- What the task requires
Give back exactly the lines that run from the beginning of the entries to the line containing "(Some(recid), _) =>", both included, and nothing else.

Stored data: Begin

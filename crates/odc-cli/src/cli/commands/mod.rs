//! CLI command handlers, one per file.

mod completions;
mod download_files;
mod get_file_locations;

pub use completions::run_completions;
pub use download_files::run_download_files;
#[cfg(test)]
pub(crate) use download_files::default_download_dir;
pub use get_file_locations::run_get_file_locations;

use anyhow::{Context, Result};
use odc_core::config::OdcConfig;
use odc_core::downloader::Protocol;
use odc_core::filter::apply_filters;
use odc_core::record::{ApiRecord, LocationList, RecordProvider};
use std::io;

use super::{FilterArgs, SourceArgs};

/// Loads the record's locations and narrows them with the requested filters.
fn select_locations(
    cfg: &OdcConfig,
    source: &SourceArgs,
    filters: &FilterArgs,
    protocol: Protocol,
) -> Result<Vec<String>> {
    let locations = match (&source.recid, &source.locations_file) {
        (Some(recid), _) => ApiRecord {
            server: cfg.server.clone(),
            xrootd_server: cfg.xrootd_server.clone(),
            recid: *recid,
            protocol,
        }
        .file_locations()?,
        (None, Some(path)) if path.as_os_str() == "-" => {
            LocationList::from_reader(io::stdin().lock())
                .context("read locations from stdin")?
                .file_locations()?
        }
        (None, Some(path)) => LocationList::from_path(path)?.file_locations()?,
        (None, None) => anyhow::bail!("either --recid or --locations-file is required"),
    };
    tracing::debug!(total = locations.len(), "file locations loaded");

    let selected = apply_filters(&filters.to_specs(), &locations)?;
    tracing::debug!(selected = selected.len(), "file locations selected");
    Ok(selected)
}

Stored data: End

- Result of this exercise
filename crates/odc-cli/src/cli/commands/mod.rs
//! CLI command handlers, one per file.

mod completions;
mod download_files;
mod get_file_locations;

pub use completions::run_completions;
pub use download_files::run_download_files;
#[cfg(test)]
pub(crate) use download_files::default_download_dir;
pub use get_file_locations::run_get_file_locations;

use anyhow::{Context, Result};
use odc_core::config::OdcConfig;
use odc_core::downloader::Protocol;
use odc_core::filter::apply_filters;
use odc_core::record::{ApiRecord, LocationList, RecordProvider};
use std::io;

use super::{FilterArgs, SourceArgs};

/// Loads the record's locations and narrows them with the requested filters.
fn select_locations(
    cfg: &OdcConfig,
    source: &SourceArgs,
    filters: &FilterArgs,
    protocol: Protocol,
) -> Result<Vec<String>> {
    let locations = match (&source.recid, &source.locations_file) {
        (Some(recid), _) => ApiRecord {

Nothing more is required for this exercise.